Confinar um bairro, uma freguesia ou os trabalhadores de uma fábrica pode não surtir qualquer efeito na curva epidémica. A mobilidade das pessoas que vivem ou trabalham nos locais mais afectados tem de ser tida em conta.

“Teoricamente, não me faz confusão aberturas faseadas em termos de espaço. Mas a implementação disso na prática tem muito que se lhe diga”, afirma. A solução será pensar em medidas integradas e que levem em conta várias componentes – não só a saúde pública, mas também questões políticas e económicas.

“Tem de ser uma solução mais integrada. Até se pode pensar em fechar uma empresa, mas o que é que as pessoas vão fazer quando não estiverem nessa empresa?”, ilustra. Por comparação, fechar um lar é uma “situação muito mais controlada” porque a mobilidade não tem um peso tão grande. Não se pode dizer o mesmo das pessoas que podem sair de casa a qualquer momento.

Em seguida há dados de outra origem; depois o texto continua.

// SPDX-FileCopyrightText: 2025 Joost van der Laan <joost@fashionunited.com>
//
// SPDX-License-Identifier: AGPL-3.0-only

//! Static SVG previews of the dashboard figures.
//!
//! Only an approximation of what the dashboard shows: dash styles are not
//! reproduced and missing values are skipped rather than drawn as gaps.

use crate::figures::{Chart, Figure};
use anyhow::{Context, Result};
use indicatif::{ProgressBar, ProgressStyle};
use plotters::prelude::*;
use std::fs;
use std::path::{Path, PathBuf};

// Colors the dashboard assigns to series without an explicit line style
const COLOR_BLUE: RGBColor = RGBColor(31, 119, 180);
const COLOR_ORANGE: RGBColor = RGBColor(255, 127, 14);
const COLOR_GREEN: RGBColor = RGBColor(44, 160, 44);
const COLOR_RED: RGBColor = RGBColor(214, 39, 40);
const COLOR_PURPLE: RGBColor = RGBColor(148, 103, 189);
const COLOR_BROWN: RGBColor = RGBColor(140, 86, 75);

const AUTO_COLORS: [RGBColor; 6] = [
    COLOR_BLUE,
    COLOR_ORANGE,
    COLOR_GREEN,
    COLOR_RED,
    COLOR_PURPLE,
    COLOR_BROWN,
];

const WIDTH: u32 = 1000;
const HEIGHT: u32 = 600;

/// Parse the CSS color forms used in line styles.
pub fn parse_color(color: &str) -> Option<RGBColor> {
    let color = color.trim();
    match color {
        "royalblue" => return Some(RGBColor(65, 105, 225)),
        "firebrick" => return Some(RGBColor(178, 34, 34)),
        _ => {}
    }

    if let Some(hex) = color.strip_prefix('#') {
        if hex.len() != 6 || !hex.is_ascii() {
            return None;
        }
        let channel = |i: usize| u8::from_str_radix(&hex[i..i + 2], 16).ok();
        return Some(RGBColor(channel(0)?, channel(2)?, channel(4)?));
    }

    let inner = color.strip_prefix("rgb(")?.strip_suffix(')')?;
    let channels: Vec<u8> = inner
        .split(',')
        .map(|c| c.trim().parse::<u8>().ok())
        .collect::<Option<_>>()?;
    match channels.as_slice() {
        [r, g, b] => Some(RGBColor(*r, *g, *b)),
        _ => None,
    }
}

/// Year span and value span of all plotted points. The value span always
/// includes zero, like the dashboard's `tozero` range mode.
pub fn plot_bounds(figure: &Figure) -> ((i32, i32), (f64, f64)) {
    let points: Vec<(i32, f64)> = figure.data.iter().flat_map(|s| s.points()).collect();

    let x_min = points.iter().map(|p| p.0).min().unwrap_or(0);
    let x_max = points.iter().map(|p| p.0).max().unwrap_or(0);
    let y_min = points.iter().map(|p| p.1).fold(0.0, f64::min);
    let y_max = points.iter().map(|p| p.1).fold(0.0, f64::max);

    let pad = (y_max - y_min).abs() * 0.05;
    let (y_min, y_max) = if pad == 0.0 {
        (y_min, y_min + 1.0)
    } else {
        (if y_min < 0.0 { y_min - pad } else { y_min }, y_max + pad)
    };

    ((x_min, x_max.max(x_min + 1)), (y_min, y_max))
}

/// Draw one figure as an SVG file at `path`.
pub fn render_figure(figure: &Figure, path: &Path) -> Result<()> {
    let ((x_min, x_max), (y_min, y_max)) = plot_bounds(figure);

    let root = SVGBackend::new(path, (WIDTH, HEIGHT)).into_drawing_area();
    root.fill(&WHITE)?;

    let mut chart = ChartBuilder::on(&root)
        .caption(&figure.layout.title, ("sans-serif", 24).into_font().color(&BLACK))
        .margin(20)
        .x_label_area_size(40)
        .y_label_area_size(90)
        .build_cartesian_2d(x_min..x_max, y_min..y_max)?;

    chart
        .configure_mesh()
        .x_labels((x_max - x_min + 1) as usize)
        .x_label_formatter(&|x| x.to_string())
        .draw()?;

    for (i, series) in figure.data.iter().enumerate() {
        let (color, width) = match &series.line {
            Some(line) => (
                parse_color(&line.color).unwrap_or(AUTO_COLORS[i % AUTO_COLORS.len()]),
                line.width,
            ),
            None => (AUTO_COLORS[i % AUTO_COLORS.len()], 2),
        };
        let style = color.stroke_width(width);

        chart
            .draw_series(LineSeries::new(series.points(), style))?
            .label(series.name.clone())
            .legend(move |(x, y)| PathElement::new(vec![(x, y), (x + 20, y)], style));
    }

    chart
        .configure_series_labels()
        .position(SeriesLabelPosition::UpperLeft)
        .background_style(WHITE.mix(0.8))
        .border_style(BLACK)
        .draw()?;

    root.present()?;
    Ok(())
}

/// Render every figure to `<index>_<slug>.svg` inside `output_dir`.
pub fn render_all(figures: &[Figure], plan: &[Chart], output_dir: &Path) -> Result<Vec<PathBuf>> {
    fs::create_dir_all(output_dir)
        .with_context(|| format!("Failed to create output directory: {}", output_dir.display()))?;

    let progress = ProgressBar::new(figures.len() as u64);
    progress.set_style(
        ProgressStyle::default_bar()
            .template("[{elapsed_precise}] {bar:40.cyan/blue} {pos}/{len} {msg}")?
            .progress_chars("=>-"),
    );

    let mut paths = Vec::with_capacity(figures.len());
    for (i, (figure, chart)) in figures.iter().zip(plan).enumerate() {
        let path = output_dir.join(format!("{:02}_{}.svg", i, chart.slug()));
        progress.set_message(chart.slug());
        render_figure(figure, &path)
            .with_context(|| format!("Failed to render {}", path.display()))?;
        paths.push(path);
        progress.inc(1);
    }
    progress.finish_with_message("Rendering complete");

    Ok(paths)
}

#[cfg(test)]
mod tests {
    use super::*;
    use crate::dataset::Dataset;
    use crate::figures::{chart_plan, FigureBuilder, FIGURE_COUNT};
    use crate::layout;
    use crate::models::FinancialRecord;
    use crate::series::Series;
    use anyhow::Result;
    use approx::assert_relative_eq;

    #[test]
    fn test_parse_color_forms() {
        assert_eq!(parse_color("royalblue"), Some(RGBColor(65, 105, 225)));
        assert_eq!(parse_color("#109618"), Some(RGBColor(16, 150, 24)));
        assert_eq!(parse_color("rgb(252,141,98)"), Some(RGBColor(252, 141, 98)));
        assert_eq!(parse_color("rgb(1, 2)"), None);
        assert_eq!(parse_color("#12"), None);
    }

    #[test]
    fn test_plot_bounds_include_zero_and_negatives() {
        let figure = Figure {
            data: vec![
                Series::lines("VINCI", vec![2010, 2011], vec![Some(10.0), Some(-10.0)]),
                Series::lines("ACS", vec![2009, 2012], vec![None, Some(30.0)]),
            ],
            layout: layout::cross_company("Growth"),
        };

        let ((x_min, x_max), (y_min, y_max)) = plot_bounds(&figure);
        assert_eq!((x_min, x_max), (2010, 2012));
        assert_relative_eq!(y_min, -12.0);
        assert_relative_eq!(y_max, 32.0);
    }

    #[test]
    fn test_plot_bounds_for_empty_figure() {
        let figure = Figure {
            data: vec![Series::lines("STRABAG", vec![], vec![])],
            layout: layout::cross_company("Empty"),
        };

        let ((x_min, x_max), (y_min, y_max)) = plot_bounds(&figure);
        assert!(x_max > x_min);
        assert_relative_eq!(y_min, 0.0);
        assert_relative_eq!(y_max, 1.0);
    }

    #[test]
    fn test_plot_bounds_ignore_infinite_values() {
        let figure = Figure {
            data: vec![Series::lines(
                "EIFFAGE",
                vec![2015, 2016, 2017],
                vec![Some(f64::INFINITY), Some(20.0), Some(f64::NAN)],
            )],
            layout: layout::cross_company("Growth"),
        };

        let ((x_min, x_max), (y_min, y_max)) = plot_bounds(&figure);
        assert_eq!((x_min, x_max), (2016, 2017));
        assert_relative_eq!(y_min, 0.0);
        assert_relative_eq!(y_max, 21.0);
    }

    #[test]
    fn test_render_all_writes_one_svg_per_chart() -> Result<()> {
        let records = vec![
            FinancialRecord {
                company: "vinci".to_string(),
                year: 2018,
                revenue: Some(43519.0),
                ebit: Some(3997.0),
                market_capitalisation_31_dec: Some(43400.0),
                ..Default::default()
            },
            FinancialRecord {
                company: "vinci".to_string(),
                year: 2019,
                revenue: Some(48053.0),
                ebit: Some(4857.0),
                market_capitalisation_31_dec: Some(58200.0),
                growth_revenue: Some(10.4),
                ..Default::default()
            },
            FinancialRecord {
                company: "skanska".to_string(),
                year: 2019,
                revenue: Some(16000.0),
                employees_31_dec: Some(34000.0),
                ..Default::default()
            },
        ];
        let dataset = Dataset::from_records(records);
        let figures = FigureBuilder::new(&dataset).build_all();
        let dir = tempfile::tempdir()?;
        let output_dir = dir.path().join("svg");

        let paths = render_all(&figures, &chart_plan(), &output_dir)?;

        assert_eq!(paths.len(), FIGURE_COUNT);
        let names: Vec<String> = paths
            .iter()
            .map(|p| p.file_name().unwrap().to_string_lossy().into_owned())
            .collect();
        assert_eq!(names[0], "00_all_revenue.svg");
        assert_eq!(names[1], "01_all_employees_31_dec.svg");
        assert_eq!(names[2], "02_vinci_income_statement.svg");
        assert_eq!(names[19], "19_all_growth_market_capitalisation.svg");
        for path in &paths {
            assert!(path.starts_with(&output_dir));
            let svg = fs::read_to_string(path)?;
            assert!(svg.contains("<svg"), "{} is not an SVG", path.display());
        }
        Ok(())
    }
}
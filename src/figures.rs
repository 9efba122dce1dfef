// SPDX-FileCopyrightText: 2025 Joost van der Laan <joost@fashionunited.com>
//
// SPDX-License-Identifier: AGPL-3.0-only

use crate::dataset::Dataset;
use crate::layout::{self, Layout};
use crate::models::{Company, Metric};
use crate::series::{Line, Series};
use serde::{Deserialize, Serialize};
use tracing::debug;

pub const INCOME_STATEMENT_TITLE: &str = "Trend - Revenue | EBIT | Net Profit [€]";
pub const BALANCE_SHEET_TITLE: &str = "Trend - Market Capitalisation | Equity [€]";

/// Number of descriptors returned by [`FigureBuilder::build_all`].
pub const FIGURE_COUNT: usize = 20;

struct TraceStyle {
    metric: Metric,
    name: &'static str,
    color: &'static str,
    width: u32,
    dotted: bool,
}

// Market cap is drawn identically in both per-company charts so they read as a pair.
const MARKET_CAP_TRACE: TraceStyle = TraceStyle {
    metric: Metric::MarketCapitalisation,
    name: "Market Capital.",
    color: "rgb(179,179,179)",
    width: 3,
    dotted: true,
};

const INCOME_STATEMENT_TRACES: [TraceStyle; 4] = [
    TraceStyle {
        metric: Metric::Revenue,
        name: "Revenue",
        color: "royalblue",
        width: 2,
        dotted: false,
    },
    TraceStyle {
        metric: Metric::Ebit,
        name: "EBIT",
        color: "rgb(252,141,98)",
        width: 2,
        dotted: false,
    },
    TraceStyle {
        metric: Metric::NetIncomeToShareholders,
        name: "Net Profit",
        color: "firebrick",
        width: 2,
        dotted: false,
    },
    MARKET_CAP_TRACE,
];

const BALANCE_SHEET_TRACES: [TraceStyle; 3] = [
    TraceStyle {
        metric: Metric::BalanceSheetTotal,
        name: "Total Assets",
        color: "#990099",
        width: 2,
        dotted: false,
    },
    TraceStyle {
        metric: Metric::EquityToOwner,
        name: "Equity",
        color: "#109618",
        width: 2,
        dotted: false,
    },
    MARKET_CAP_TRACE,
];

/// Cross-company charts in dashboard order. The first two are shown before
/// the per-company pairs, the rest after.
const CROSS_COMPANY_CHARTS: [(Metric, &str); 8] = [
    (Metric::Revenue, "Trend - Revenue Top 6 Companies [€]"),
    (Metric::Employees, "Trend - Employees Top 6 Companies"),
    (Metric::NetIncomeRatio, "Trend - Net Profit Margin Top 6 Companies [%]"),
    (Metric::EquityRatio, "Trend - Equity Ratio Top 6 Companies [%]"),
    (Metric::GrowthRevenue, "Growth - Revenue Top 6 Companies [%]"),
    (Metric::GrowthNetIncome, "Growth - Net Profit Top 6 Companies [%]"),
    (Metric::GrowthEquity, "Growth - Equity Top 6 Companies [%]"),
    (
        Metric::GrowthMarketCapitalisation,
        "Growth - Market Capitalisation Top 6 Companies [%]",
    ),
];
const CROSS_COMPANY_LEADING: usize = 2;

/// A chart descriptor: the series to plot and how to lay them out.
#[derive(Debug, Clone, PartialEq, Serialize, Deserialize)]
pub struct Figure {
    pub data: Vec<Series>,
    pub layout: Layout,
}

/// One entry of the dashboard.
#[derive(Debug, Clone, Copy, PartialEq, Eq)]
pub enum Chart {
    CrossCompany { metric: Metric, title: &'static str },
    IncomeStatement(Company),
    BalanceSheet(Company),
}

impl Chart {
    pub fn title(&self) -> &'static str {
        match self {
            Chart::CrossCompany { title, .. } => *title,
            Chart::IncomeStatement(_) => INCOME_STATEMENT_TITLE,
            Chart::BalanceSheet(_) => BALANCE_SHEET_TITLE,
        }
    }

    /// File-name friendly identifier.
    pub fn slug(&self) -> String {
        match self {
            Chart::CrossCompany { metric, .. } => format!("all_{}", metric.column()),
            Chart::IncomeStatement(company) => format!("{}_income_statement", company.code()),
            Chart::BalanceSheet(company) => format!("{}_balance_sheet", company.code()),
        }
    }
}

fn cross_company_chart(&(metric, title): &(Metric, &'static str)) -> Chart {
    Chart::CrossCompany { metric, title }
}

/// The fixed sequence of charts the dashboard renders.
pub fn chart_plan() -> Vec<Chart> {
    let (leading, trailing) = CROSS_COMPANY_CHARTS.split_at(CROSS_COMPANY_LEADING);

    let mut plan = Vec::with_capacity(FIGURE_COUNT);
    plan.extend(leading.iter().map(cross_company_chart));
    for company in Company::ALL {
        plan.push(Chart::IncomeStatement(company));
        plan.push(Chart::BalanceSheet(company));
    }
    plan.extend(trailing.iter().map(cross_company_chart));
    plan
}

/// Turns a [`Dataset`] into chart descriptors. Holds no state besides the
/// borrowed dataset; every call recomputes from it.
pub struct FigureBuilder<'a> {
    dataset: &'a Dataset,
}

impl<'a> FigureBuilder<'a> {
    pub fn new(dataset: &'a Dataset) -> Self {
        Self { dataset }
    }

    fn styled_series(&self, company: Company, styles: &[TraceStyle]) -> Vec<Series> {
        let years = self.dataset.years(company);
        styles
            .iter()
            .map(|style| {
                let mut line = Line::new(style.color, style.width);
                if style.dotted {
                    line = line.dotted();
                }
                Series::lines(
                    style.name,
                    years.clone(),
                    self.dataset.values(company, style.metric),
                )
                .with_line(line)
            })
            .collect()
    }

    /// Revenue, EBIT, net profit and market cap of one company.
    pub fn income_statement(&self, company: Company) -> Vec<Series> {
        self.styled_series(company, &INCOME_STATEMENT_TRACES)
    }

    /// Total assets, equity and market cap of one company.
    pub fn balance_sheet(&self, company: Company) -> Vec<Series> {
        self.styled_series(company, &BALANCE_SHEET_TRACES)
    }

    /// One series per company for `metric`, in [`Company::ALL`] order.
    /// Companies without rows keep an empty entry.
    pub fn comparison(&self, metric: Metric) -> Vec<Series> {
        Company::ALL
            .into_iter()
            .map(|company| {
                Series::lines(
                    company.label(),
                    self.dataset.years(company),
                    self.dataset.values(company, metric),
                )
            })
            .collect()
    }

    pub fn build(&self, chart: &Chart) -> Figure {
        debug!(chart = %chart.slug(), "building figure");
        match *chart {
            Chart::CrossCompany { metric, .. } => Figure {
                data: self.comparison(metric),
                layout: layout::cross_company(chart.title()),
            },
            Chart::IncomeStatement(company) => Figure {
                data: self.income_statement(company),
                layout: layout::single_company(chart.title()),
            },
            Chart::BalanceSheet(company) => Figure {
                data: self.balance_sheet(company),
                layout: layout::single_company(chart.title()),
            },
        }
    }

    /// All dashboard figures in presentation order.
    pub fn build_all(&self) -> Vec<Figure> {
        chart_plan().iter().map(|chart| self.build(chart)).collect()
    }
}

#[cfg(test)]
#[path = "figures_test.rs"]
mod figures_test;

Mário Durval lembrou também que os transportes públicos são seguros “se forem seguidas as indicações da Direcção-Geral da Saúde”, competindo aos operadores e às forças de segurança a garantia de que as normas são cumpridas. “Se estiverem a ser cumpridas, não podemos culpar os transportes”, afirmou o delegado de saúde pública. “Daquilo que tenho sabido, as pessoas estão a cumprir a sua obrigação”.

Maiores preocupações devem ser o Outono e o Inverno

Apesar dos focos de contágio na região de Lisboa e Vale do Tejo, Manuel Carmo Gomes considera que o desconfinamento está “a correr razoavelmente bem”.

“Estamos a imunizar uma parte da população e não estamos a colocar os hospitais sob grande pressão”, realça, notando ainda que o facto de estarmos a ter casos todos os dias faz com que as pessoas “não se esqueçam que o vírus está entre nós”. Na opinião do professor universitário, este detalhe pode ser muito importante para mitigar uma eventual segunda vaga depois do Verão.

“Se tivéssemos um mês de Julho e Agosto sem ter casos, tenho muito receio que as pessoas adquirissem um sentido de falsa confiança que poderia ser perigoso quando chegasse Outubro. Isto mantém as pessoas em alerta e conscientes de que as recomendações de distanciamento de higiene são para levar muito a sério enquanto não tivermos uma vacina”, avisou.

A propagação do vírus por aerossóis (partículas aéreas de muito pequena dimensão que pairam no ar) é “extremamente perigosa em meios fechados, especialmente no Inverno”, mas no Verão, em espaços abertos, “praticamente desaparece”.

Manuel Carmo Gomes afirma, por isso, que os portugueses “não devem estar muito preocupados” com possíveis contágios em jardins ou praias, desde que cumpram as “medidas preventivas de distanciamento” para evitar o contágio através das outras duas formas conhecidas: através de gotículas respiratórias ou de contacto físico.